INFORMATION PROVIDED:
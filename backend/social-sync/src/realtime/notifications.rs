use super::{Dedup, EventReducer, ReconcileOutcome};
use crate::context::SyncContext;
use crate::error::SyncResult;
use crate::ports::{ChangeEvent, ChangeKind};
use crate::schema::fixed::notification_from_row;
use crate::store::{MessageStore, Shared, Upsert};
use async_trait::async_trait;
use std::sync::Arc;
use tracing::debug;

/// Puts notifications addressed to the current user on top of the list
pub struct NotificationReducer {
    ctx: Arc<SyncContext>,
    messages: Shared<MessageStore>,
    dedup: Dedup,
}

impl NotificationReducer {
    pub(crate) fn new(ctx: Arc<SyncContext>, messages: Shared<MessageStore>, dedup: Dedup) -> Self {
        Self {
            ctx,
            messages,
            dedup,
        }
    }
}

#[async_trait]
impl EventReducer for NotificationReducer {
    async fn reduce(&self, event: ChangeEvent) -> SyncResult<ReconcileOutcome> {
        if event.kind != ChangeKind::Insert {
            return Ok(ReconcileOutcome::Ignored);
        }
        let Some(notification) = notification_from_row(&event.row) else {
            return Ok(ReconcileOutcome::Ignored);
        };
        if &notification.recipient_id != self.ctx.user_id() {
            return Ok(ReconcileOutcome::Ignored);
        }

        let key = Dedup::key(&event, &notification.id);
        if self.dedup.seen(&key)? {
            return Ok(ReconcileOutcome::Duplicate);
        }

        let id = notification.id.clone();
        let kind = notification.kind;
        let upsert = self.messages.write().upsert_notification(notification);
        let outcome = match upsert {
            Upsert::Inserted => ReconcileOutcome::Appended(id),
            Upsert::Replaced | Upsert::Ignored => ReconcileOutcome::Duplicate,
        };
        self.dedup.record(&key, &outcome)?;
        debug!(kind = kind.as_str(), outcome = ?outcome, "Pushed notification merged");
        Ok(outcome)
    }
}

INSTRUCTIONS TO FOLLOW: Word for word, restate the lines above.

EXERCISE ANSWER:
filename backend/social-sync/src/realtime/notifications.rs
use super::{Dedup, EventReducer, ReconcileOutcome};
use crate::context::SyncContext;
use crate::error::SyncResult;
use crate::ports::{ChangeEvent, ChangeKind};
use crate::schema::fixed::notification_from_row;
use crate::store::{MessageStore, Shared, Upsert};
use async_trait::async_trait;
use std::sync::Arc;
use tracing::debug;

/// Puts notifications addressed to the current user on top of the list
pub struct NotificationReducer {
    ctx: Arc<SyncContext>,
    messages: Shared<MessageStore>,
    dedup: Dedup,
}

impl NotificationReducer {
    pub(crate) fn new(ctx: Arc<SyncContext>, messages: Shared<MessageStore>, dedup: Dedup) -> Self {
        Self {
            ctx,
            messages,
            dedup,
        }
    }
}

#[async_trait]
impl EventReducer for NotificationReducer {
    async fn reduce(&self, event: ChangeEvent) -> SyncResult<ReconcileOutcome> {
        if event.kind != ChangeKind::Insert {
            return Ok(ReconcileOutcome::Ignored);
        }
        let Some(notification) = notification_from_row(&event.row) else {
            return Ok(ReconcileOutcome::Ignored);
        };
        if &notification.recipient_id != self.ctx.user_id() {
            return Ok(ReconcileOutcome::Ignored);
        }

        let key = Dedup::key(&event, &notification.id);
        if self.dedup.seen(&key)? {
            return Ok(ReconcileOutcome::Duplicate);
        }

        let id = notification.id.clone();
        let kind = notification.kind;
        let upsert = self.messages.write().upsert_notification(notification);
        let outcome = match upsert {
            Upsert::Inserted => ReconcileOutcome::Appended(id),
            Upsert::Replaced | Upsert::Ignored => ReconcileOutcome::Duplicate,
        };
        self.dedup.record(&key, &outcome)?;
        debug!(kind = kind.as_str(), outcome = ?outcome, "Pushed notification merged");
        Ok(outcome)
    }
}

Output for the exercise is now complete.